Time Team Action (Part Two)
Early on, through the sheep fields, we approached the Roman earthworks at Whitley Castle (historically known as Epiacum). There was an archaeological dig taking place (which is why Stewart from the Time Team was in town the night before). They were digging and combing around some pits, looking for traces of Roman village life in the settlement outside the fort. They asked us across and chatted to us about their project – very interesting!
After an amble over the fort, whose big grassy earth banks I found were more of a physical distraction than a mental one.
There was a brief stretch along the South Tyne river bank, picking up from the attractive passage from the previous evening.
Our encounter with the archaeologists had given us a bit of a pick-up, so approaching Slaggyford we were quite lively, instead of trudging gloomily.
The Village of Scarecrows
We stopped for lunch on a bench at the back of the village green. Slaggyford was a small, quiet place, with cars passing through occasionally.
It had held a scarecrow festival on the previous weekend: various impressive efforts (in particular a realisation of the three little pigs and their big bad predator) were dotted around nearby.
Out of Slaggyford, there was further a mile of pasture (dipping in and out of the undergrowth beneath the viaducts of the now disused railway).
Then we climbed a little to get back onto the open moor of Hartleyburn Common, and followed along the Maiden Way.
Dull stuff, keeping to a straight path bordered by stone walls and wire fences, but there was a nice view over the river valley.
Off the common, the next two miles were a familiar walk over grazing fields, with a sharp dip and rise at Hartley Burn and a climb past a farm at Uphalm.
Getting to the road, we skirted by a house at Greenriggs and then unsuspectingly came across the hardest hour of the whole journey.
The Nightmare of Blenkinsop Common
Blenkinsop Common appeared an innocuous mile and a half on the map, but it was the hardest terrain I encountered – a sodden, reedy morass. For once, there was no visible path (no flag stones here). So I had to turn to my compass in surprise and try to navigate through.
This didn’t work – we tried to follow a gradual arc to the left (as per the markings on the map), but after twenty minutes of wandering around, increasingly in shorter and shorter circles, we decided we were lost. We were drained, becoming rapidly more and more irritable and the wind had picked up and was now buffeting us around. We started to get worried – it had gone six o’clock and we were three miles from home.
I reckoned that if we managed to find the fence that our path eventually should run to, we would have our bearings back. This didn’t immediately work; the problem was, if you’re moving forwards to find an object, what if you fail to get to it or see it, against a reasonable estimate of the time or distance to get there? You would probably be even further lost.
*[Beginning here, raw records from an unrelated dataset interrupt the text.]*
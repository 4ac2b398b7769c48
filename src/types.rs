//! Core GBLN value types

use crate::error::*;
use crate::select::{select_integer, select_string_capacity, IntKind};

/// GBLN value type enumeration
///
/// A closed set of 15 node kinds. Every consumer matches exhaustively;
/// there is no subtyping and no kind outside this list.
#[derive(Debug, Clone, PartialEq)]
pub enum Value {
    /// Null value
    Null,
    /// Boolean value
    Bool(bool),
    /// 8-bit signed integer
    I8(i8),
    /// 16-bit signed integer
    I16(i16),
    /// 32-bit signed integer
    I32(i32),
    /// 64-bit signed integer
    I64(i64),
    /// 8-bit unsigned integer
    U8(u8),
    /// 16-bit unsigned integer
    U16(u16),
    /// 32-bit unsigned integer
    U32(u32),
    /// 64-bit unsigned integer
    U64(u64),
    /// 32-bit float (only produced by externally-tagged input)
    F32(f32),
    /// 64-bit float
    F64(f64),
    /// Capacity-tagged UTF-8 string
    Str(StrValue),
    /// Ordered key-value mapping with unique keys
    Object(Object),
    /// Ordered sequence of values
    Array(Vec<Value>),
}

/// String capacity tag: the declared maximum **character** count for a
/// string value, drawn from a fixed bucket set
#[derive(Debug, Clone, Copy, PartialEq, Eq, PartialOrd, Ord)]
pub enum StrCapacity {
    S2,
    S4,
    S8,
    S16,
    S32,
    S64,
    S128,
    S256,
    S512,
    S1024,
}

impl StrCapacity {
    /// All buckets in ascending order
    pub const ALL: [StrCapacity; 10] = [
        StrCapacity::S2,
        StrCapacity::S4,
        StrCapacity::S8,
        StrCapacity::S16,
        StrCapacity::S32,
        StrCapacity::S64,
        StrCapacity::S128,
        StrCapacity::S256,
        StrCapacity::S512,
        StrCapacity::S1024,
    ];

    /// Maximum number of Unicode scalar values this bucket holds
    pub fn max_chars(self) -> usize {
        match self {
            StrCapacity::S2 => 2,
            StrCapacity::S4 => 4,
            StrCapacity::S8 => 8,
            StrCapacity::S16 => 16,
            StrCapacity::S32 => 32,
            StrCapacity::S64 => 64,
            StrCapacity::S128 => 128,
            StrCapacity::S256 => 256,
            StrCapacity::S512 => 512,
            StrCapacity::S1024 => 1024,
        }
    }

    /// Wire name of this tag
    pub fn name(self) -> &'static str {
        match self {
            StrCapacity::S2 => "2",
            StrCapacity::S4 => "4",
            StrCapacity::S8 => "8",
            StrCapacity::S16 => "16",
            StrCapacity::S32 => "32",
            StrCapacity::S64 => "64",
            StrCapacity::S128 => "128",
            StrCapacity::S256 => "256",
            StrCapacity::S512 => "512",
            StrCapacity::S1024 => "1024",
        }
    }
}

/// Capacity-tagged string
///
/// Invariant: `text.chars().count() <= capacity.max_chars()`. The tag is
/// minimal when produced by the type selector, but parsed input may carry
/// any valid wider tag and it is preserved as-is.
#[derive(Debug, Clone, PartialEq)]
pub struct StrValue {
    text: String,
    capacity: StrCapacity,
}

impl StrValue {
    /// Build with an explicit tag, checking the capacity invariant
    pub fn new(text: impl Into<String>, capacity: StrCapacity) -> Result<Self> {
        let text = text.into();
        let chars = text.chars().count();
        if chars > capacity.max_chars() {
            return Err(GblnError::Validation {
                field: "capacity".to_string(),
                reason: format!("{} characters exceed tag {}", chars, capacity.name()),
            });
        }
        Ok(Self { text, capacity })
    }

    /// Build with the minimal tag for the text
    pub fn auto(text: impl Into<String>) -> Result<Self> {
        let text = text.into();
        let capacity = select_string_capacity(&text)?;
        Ok(Self { text, capacity })
    }

    pub fn text(&self) -> &str {
        &self.text
    }

    pub fn capacity(&self) -> StrCapacity {
        self.capacity
    }
}

/// Object entry (key-value pair)
#[derive(Debug, Clone, PartialEq)]
pub struct ObjectEntry {
    pub key: String,
    pub value: Value,
}

impl ObjectEntry {
    pub fn new(key: impl Into<String>, value: Value) -> Self {
        Self {
            key: key.into(),
            value,
        }
    }
}

/// Ordered key-value mapping with unique keys
///
/// Insertion order is preserved and significant: it affects printed output
/// and is part of structural identity for round-trip purposes.
#[derive(Debug, Clone, PartialEq, Default)]
pub struct Object {
    entries: Vec<ObjectEntry>,
}

impl Object {
    pub fn new() -> Self {
        Self::default()
    }

    /// Append an entry, rejecting repeated keys
    pub fn insert(&mut self, key: impl Into<String>, value: Value) -> Result<()> {
        let key = key.into();
        if self.entries.iter().any(|e| e.key == key) {
            return Err(GblnError::DuplicateKey(key));
        }
        self.entries.push(ObjectEntry::new(key, value));
        Ok(())
    }

    /// Build from pairs, rejecting repeated keys
    pub fn from_entries<K, I>(pairs: I) -> Result<Self>
    where
        K: Into<String>,
        I: IntoIterator<Item = (K, Value)>,
    {
        let mut obj = Self::new();
        for (key, value) in pairs {
            obj.insert(key, value)?;
        }
        Ok(obj)
    }

    pub fn get(&self, key: &str) -> Option<&Value> {
        self.entries.iter().find(|e| e.key == key).map(|e| &e.value)
    }

    pub fn len(&self) -> usize {
        self.entries.len()
    }

    pub fn is_empty(&self) -> bool {
        self.entries.is_empty()
    }

    pub fn iter(&self) -> std::slice::Iter<'_, ObjectEntry> {
        self.entries.iter()
    }

    pub fn keys(&self) -> impl Iterator<Item = &str> {
        self.entries.iter().map(|e| e.key.as_str())
    }
}

impl<'a> IntoIterator for &'a Object {
    type Item = &'a ObjectEntry;
    type IntoIter = std::slice::Iter<'a, ObjectEntry>;

    fn into_iter(self) -> Self::IntoIter {
        self.entries.iter()
    }
}

// ============================================================
// Builder functions
// ============================================================

impl Value {
    /// Create a null value
    pub fn null() -> Self {
        Value::Null
    }

    /// Create a boolean value
    pub fn bool(v: bool) -> Self {
        Value::Bool(v)
    }

    /// Create an integer value with the minimal kind for `v`
    pub fn int(v: i128) -> Result<Self> {
        Ok(Self::int_with_kind(select_integer(v)?, v))
    }

    /// Create an integer value of a known kind
    ///
    /// The kind must already be wide enough for `v`; selector output and
    /// parsed tags always are.
    pub(crate) fn int_with_kind(kind: IntKind, v: i128) -> Self {
        match kind {
            IntKind::U8 => Value::U8(v as u8),
            IntKind::U16 => Value::U16(v as u16),
            IntKind::U32 => Value::U32(v as u32),
            IntKind::U64 => Value::U64(v as u64),
            IntKind::I8 => Value::I8(v as i8),
            IntKind::I16 => Value::I16(v as i16),
            IntKind::I32 => Value::I32(v as i32),
            IntKind::I64 => Value::I64(v as i64),
        }
    }

    /// Create an f64 value
    pub fn float(v: f64) -> Self {
        Value::F64(v)
    }

    /// Create a string value with the minimal capacity tag
    pub fn str_auto(text: impl Into<String>) -> Result<Self> {
        Ok(Value::Str(StrValue::auto(text)?))
    }

    /// Create a string value with an explicit capacity tag
    pub fn str_tagged(text: impl Into<String>, capacity: StrCapacity) -> Result<Self> {
        Ok(Value::Str(StrValue::new(text, capacity)?))
    }

    /// Create an array value
    pub fn array(items: Vec<Value>) -> Self {
        Value::Array(items)
    }

    /// Create an object value
    pub fn object(obj: Object) -> Self {
        Value::Object(obj)
    }

    // ============================================================
    // Type checking
    // ============================================================

    pub fn is_null(&self) -> bool {
        matches!(self, Value::Null)
    }

    pub fn is_bool(&self) -> bool {
        matches!(self, Value::Bool(_))
    }

    pub fn is_int(&self) -> bool {
        matches!(
            self,
            Value::I8(_)
                | Value::I16(_)
                | Value::I32(_)
                | Value::I64(_)
                | Value::U8(_)
                | Value::U16(_)
                | Value::U32(_)
                | Value::U64(_)
        )
    }

    pub fn is_float(&self) -> bool {
        matches!(self, Value::F32(_) | Value::F64(_))
    }

    pub fn is_str(&self) -> bool {
        matches!(self, Value::Str(_))
    }

    pub fn is_object(&self) -> bool {
        matches!(self, Value::Object(_))
    }

    pub fn is_array(&self) -> bool {
        matches!(self, Value::Array(_))
    }

    // ============================================================
    // Value extraction
    // ============================================================

    pub fn as_bool(&self) -> Option<bool> {
        match self {
            Value::Bool(v) => Some(*v),
            _ => None,
        }
    }

    /// Extract any integer kind, widened to i128
    pub fn as_int(&self) -> Option<i128> {
        match self {
            Value::I8(v) => Some(*v as i128),
            Value::I16(v) => Some(*v as i128),
            Value::I32(v) => Some(*v as i128),
            Value::I64(v) => Some(*v as i128),
            Value::U8(v) => Some(*v as i128),
            Value::U16(v) => Some(*v as i128),
            Value::U32(v) => Some(*v as i128),
            Value::U64(v) => Some(*v as i128),
            _ => None,
        }
    }

    /// Extract either float kind, widened to f64
    pub fn as_float(&self) -> Option<f64> {
        match self {
            Value::F32(v) => Some(f64::from(*v)),
            Value::F64(v) => Some(*v),
            _ => None,
        }
    }

    pub fn as_str(&self) -> Option<&str> {
        match self {
            Value::Str(v) => Some(v.text()),
            _ => None,
        }
    }

    pub fn as_object(&self) -> Option<&Object> {
        match self {
            Value::Object(v) => Some(v),
            _ => None,
        }
    }

    pub fn as_array(&self) -> Option<&[Value]> {
        match self {
            Value::Array(v) => Some(v),
            _ => None,
        }
    }

    /// Get a value from an object by key
    pub fn get(&self, key: &str) -> Option<&Value> {
        match self {
            Value::Object(obj) => obj.get(key),
            _ => None,
        }
    }

    /// Get a value from an array by index
    pub fn index(&self, idx: usize) -> Option<&Value> {
        match self {
            Value::Array(items) => items.get(idx),
            _ => None,
        }
    }

    /// Wire name of this node's kind
    ///
    /// Integer and float kinds use their width names, strings use their
    /// numeric capacity tag. This vocabulary is shared with the external
    /// parser and printer and must not drift.
    pub fn kind_name(&self) -> &'static str {
        match self {
            Value::Null => "null",
            Value::Bool(_) => "bool",
            Value::I8(_) => "i8",
            Value::I16(_) => "i16",
            Value::I32(_) => "i32",
            Value::I64(_) => "i64",
            Value::U8(_) => "u8",
            Value::U16(_) => "u16",
            Value::U32(_) => "u32",
            Value::U64(_) => "u64",
            Value::F32(_) => "f32",
            Value::F64(_) => "f64",
            Value::Str(s) => s.capacity().name(),
            Value::Object(_) => "object",
            Value::Array(_) => "array",
        }
    }
}

/// Helper to create an object entry
pub fn entry(key: impl Into<String>, value: Value) -> ObjectEntry {
    ObjectEntry::new(key, value)
}
//! GBLN core - capacity-bounded value model with minimal type selection
//!
//! GBLN values carry explicit width and capacity tags: integers live in the
//! smallest of eight concrete kinds, strings in the smallest of ten
//! character-count buckets. This crate holds the value model, the tag
//! selection policy, the bidirectional host-value converter, and the
//! settings record the external printer and persistence engine consume.
//! The text grammar, printer, and compression codec live outside it.
//!
//! # Example
//!
//! ```rust
//! use gbln_rs::{encode, decode, HostValue};
//!
//! let host = HostValue::map(vec![
//!     ("city".to_string(), HostValue::str("北京")),
//!     ("population".to_string(), HostValue::int(21_542_000)),
//! ]);
//! let value = encode(&host).unwrap();
//! assert_eq!(value.get("city").unwrap().kind_name(), "2");
//! assert_eq!(value.get("population").unwrap().kind_name(), "u32");
//! assert_eq!(decode(&value).unwrap(), host);
//! ```

mod config;
mod convert;
mod error;
mod host;
mod json_bridge;
mod select;
mod types;

pub use config::*;
pub use convert::*;
pub use error::*;
pub use host::*;
pub use json_bridge::*;
pub use select::*;
pub use types::*;

#[cfg(test)]
mod tests;
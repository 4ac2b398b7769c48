//! Cross-module tests for the GBLN core

use crate::*;
use pretty_assertions::assert_eq;

fn sample_host() -> HostValue {
    HostValue::map(vec![
        ("name".to_string(), HostValue::str("Alice")),
        ("age".to_string(), HostValue::int(30)),
        ("balance".to_string(), HostValue::int(-42_000)),
        ("ratio".to_string(), HostValue::float(0.75)),
        ("active".to_string(), HostValue::bool(true)),
        ("note".to_string(), HostValue::Nil),
        (
            "scores".to_string(),
            HostValue::list(vec![
                HostValue::int(95),
                HostValue::int(300),
                HostValue::int(70_000),
            ]),
        ),
    ])
}

#[test]
fn test_roundtrip_identity() {
    let host = sample_host();
    let value = encode(&host).unwrap();
    assert_eq!(decode(&value).unwrap(), host);
}

#[test]
fn test_roundtrip_preserves_key_order() {
    let host = HostValue::map(vec![
        ("zulu".to_string(), HostValue::int(1)),
        ("alpha".to_string(), HostValue::int(2)),
        ("mike".to_string(), HostValue::int(3)),
    ]);
    let restored = decode(&encode(&host).unwrap()).unwrap();
    let keys: Vec<_> = restored
        .as_map()
        .unwrap()
        .iter()
        .map(|(k, _)| k.as_str())
        .collect();
    assert_eq!(keys, vec!["zulu", "alpha", "mike"]);
}

#[test]
fn test_roundtrip_preserves_element_order() {
    let host = HostValue::list(vec![
        HostValue::str("c"),
        HostValue::str("a"),
        HostValue::str("b"),
    ]);
    assert_eq!(decode(&encode(&host).unwrap()).unwrap(), host);
}

#[test]
fn test_encode_minimal_integer_kinds() {
    let value = encode(&sample_host()).unwrap();
    assert_eq!(value.get("age").unwrap().kind_name(), "u8");
    assert_eq!(value.get("balance").unwrap().kind_name(), "i32");
    let scores = value.get("scores").unwrap();
    assert_eq!(scores.index(0).unwrap().kind_name(), "u8");
    assert_eq!(scores.index(1).unwrap().kind_name(), "u16");
    assert_eq!(scores.index(2).unwrap().kind_name(), "u32");
}

#[test]
fn test_encode_minimal_string_capacity() {
    let value = encode(&HostValue::str("Hello")).unwrap();
    // 5 characters round up to the 8 bucket
    assert_eq!(value.kind_name(), "8");
}

#[test]
fn test_encode_counts_chars_not_bytes() {
    let cjk = encode(&HostValue::str("北京")).unwrap();
    let ascii = encode(&HostValue::str("Hi")).unwrap();
    assert_eq!(cjk.kind_name(), ascii.kind_name());
    assert_eq!(cjk.kind_name(), "2");
}

#[test]
fn test_encode_floats_stay_f64() {
    // Even a value an f32 could hold exactly stays f64 on encode.
    let value = encode(&HostValue::float(0.5)).unwrap();
    assert_eq!(value.kind_name(), "f64");
}

#[test]
fn test_decode_widens_f32() {
    let host = decode(&Value::F32(1.5)).unwrap();
    assert_eq!(host.as_float(), Some(1.5));
}

#[test]
fn test_decode_trusts_nonminimal_tag() {
    // Parsed input may carry a wider tag than the text needs; decode hands
    // the text through without re-shrinking anything.
    let value = Value::str_tagged("Hi", StrCapacity::S64).unwrap();
    assert_eq!(value.kind_name(), "64");
    assert_eq!(decode(&value).unwrap(), HostValue::str("Hi"));
}

#[test]
fn test_str_tag_too_small_rejected() {
    let err = Value::str_tagged("Hello", StrCapacity::S4).unwrap_err();
    assert!(matches!(err, GblnError::Validation { .. }));
}

#[test]
fn test_encode_string_too_long() {
    let host = HostValue::str("x".repeat(1025));
    assert!(matches!(
        encode(&host),
        Err(GblnError::StringTooLong { chars: 1025 })
    ));
}

#[test]
fn test_encode_u64_only_value() {
    let v = i64::MAX as i128 + 1;
    let value = encode(&HostValue::int(v)).unwrap();
    assert_eq!(value.kind_name(), "u64");
    assert_eq!(decode(&value).unwrap().as_int(), Some(v));
}

#[test]
fn test_encode_integer_out_of_range() {
    let host = HostValue::int(u64::MAX as i128 + 1);
    assert!(matches!(
        encode(&host),
        Err(GblnError::IntegerOutOfRange(_))
    ));
}

#[test]
fn test_object_insert_rejects_duplicate() {
    let mut obj = Object::new();
    obj.insert("k", Value::bool(true)).unwrap();
    let err = obj.insert("k", Value::bool(false)).unwrap_err();
    assert!(matches!(err, GblnError::DuplicateKey(ref k) if k == "k"));
    // The first entry is untouched.
    assert_eq!(obj.len(), 1);
    assert_eq!(obj.get("k").and_then(Value::as_bool), Some(true));
}

#[test]
fn test_encode_duplicate_map_key() {
    let host = HostValue::map(vec![
        ("k".to_string(), HostValue::int(1)),
        ("k".to_string(), HostValue::int(2)),
    ]);
    assert!(matches!(
        encode(&host),
        Err(GblnError::DuplicateKey(ref k)) if k == "k"
    ));
}

#[test]
fn test_encode_unsupported_type() {
    let err = encode(&HostValue::opaque("file handle")).unwrap_err();
    assert!(matches!(err, GblnError::UnsupportedType(ref n) if n == "file handle"));
}

#[test]
fn test_failure_is_atomic_in_list() {
    let host = HostValue::list(vec![
        HostValue::int(1),
        HostValue::int(2),
        HostValue::opaque("regex"),
    ]);
    // The whole call fails; no partial array escapes.
    assert!(matches!(
        encode(&host),
        Err(GblnError::UnsupportedType(_))
    ));
}

#[test]
fn test_failure_is_atomic_in_map() {
    let host = HostValue::map(vec![
        ("ok".to_string(), HostValue::int(1)),
        ("bad".to_string(), HostValue::str("x".repeat(2000))),
    ]);
    assert!(matches!(
        encode(&host),
        Err(GblnError::StringTooLong { .. })
    ));
}

#[test]
fn test_nan_has_no_encoding() {
    assert!(matches!(
        encode(&HostValue::float(f64::NAN)),
        Err(GblnError::Serialise(_))
    ));
}

#[test]
fn test_nonfinite_decode_is_corruption() {
    assert!(matches!(
        decode(&Value::F64(f64::INFINITY)),
        Err(GblnError::Extraction { kind: "f64" })
    ));
}

fn nested_list(levels: usize) -> HostValue {
    let mut v = HostValue::int(1);
    for _ in 0..levels {
        v = HostValue::list(vec![v]);
    }
    v
}

#[test]
fn test_depth_limit_on_encode() {
    assert!(encode(&nested_list(MAX_DEPTH)).is_ok());
    assert!(matches!(
        encode(&nested_list(MAX_DEPTH + 1)),
        Err(GblnError::DepthLimit { max }) if max == MAX_DEPTH
    ));
}

#[test]
fn test_depth_limit_on_decode() {
    let mut v = Value::bool(true);
    for _ in 0..MAX_DEPTH + 1 {
        v = Value::Array(vec![v]);
    }
    assert!(matches!(
        decode(&v),
        Err(GblnError::DepthLimit { max }) if max == MAX_DEPTH
    ));
}

#[test]
fn test_kind_name_vocabulary() {
    let cases: Vec<(Value, &str)> = vec![
        (Value::null(), "null"),
        (Value::bool(true), "bool"),
        (Value::I8(-1), "i8"),
        (Value::I16(-200), "i16"),
        (Value::I32(-40_000), "i32"),
        (Value::I64(i64::MIN), "i64"),
        (Value::U8(0), "u8"),
        (Value::U16(300), "u16"),
        (Value::U32(70_000), "u32"),
        (Value::U64(u64::MAX), "u64"),
        (Value::F32(1.0), "f32"),
        (Value::F64(1.0), "f64"),
        (Value::str_auto("hello").unwrap(), "8"),
        (Value::object(Object::new()), "object"),
        (Value::array(vec![]), "array"),
    ];
    for (value, expected) in cases {
        assert_eq!(value.kind_name(), expected);
    }
}

#[test]
fn test_int_builder_matches_selector() {
    assert_eq!(Value::int(256).unwrap().kind_name(), "u16");
    assert_eq!(Value::int(-129).unwrap().kind_name(), "i16");
    assert!(matches!(
        Value::int(i64::MIN as i128 - 1),
        Err(GblnError::IntegerOutOfRange(_))
    ));
}

#[test]
fn test_as_int_across_kinds() {
    assert_eq!(Value::U64(u64::MAX).as_int(), Some(u64::MAX as i128));
    assert_eq!(Value::I8(-5).as_int(), Some(-5));
    assert_eq!(Value::bool(true).as_int(), None);
}

#[test]
fn test_object_from_entries() {
    let obj = Object::from_entries(vec![
        ("a", Value::int(1).unwrap()),
        ("b", Value::int(2).unwrap()),
    ])
    .unwrap();
    let keys: Vec<_> = obj.keys().collect();
    assert_eq!(keys, vec!["a", "b"]);
    assert!(Object::from_entries(vec![
        ("a", Value::null()),
        ("a", Value::null()),
    ])
    .is_err());
}

#[test]
fn test_unicode_roundtrip() {
    let host = HostValue::map(vec![(
        "greeting".to_string(),
        HostValue::str("你好世界"),
    )]);
    let value = encode(&host).unwrap();
    assert_eq!(value.get("greeting").unwrap().kind_name(), "4");
    assert_eq!(decode(&value).unwrap(), host);
}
Eventually, we sighted the trig point on the other side of the fence. We’d finally found we where and we could haul ourselves off the common. At this point I’m half-exhausted from the ordeal.
Back on sheep pasture and then farm track, we dragged ourselves down to the A69, a mile’s walking that felt like three. I decided that I wouldn’t bother (or even manage) with following the route as mapped into Greenhead, so me and Mark just followed the A69 (a very busy road) for half a mile. We were worn out again: walking 21 miles then 20 then another 18 on successive days was a challenging thing (easy to forget when writing this).
The hostel at Greenhead was an old village hall type of building, which had fallen off the YHA network and appeared to have been picked up by the hotel owner from across the road. The place was deserted (apart from, he said, a French girl that we didn’t see at all) and it looked as though nobody had been in there all summer. Another night in a deserted building was a bit depressing.
This was Mark’s last day with me, so we had a final pub meal and couple of pints. We were too tired to be able to do much in the way of celebrating though.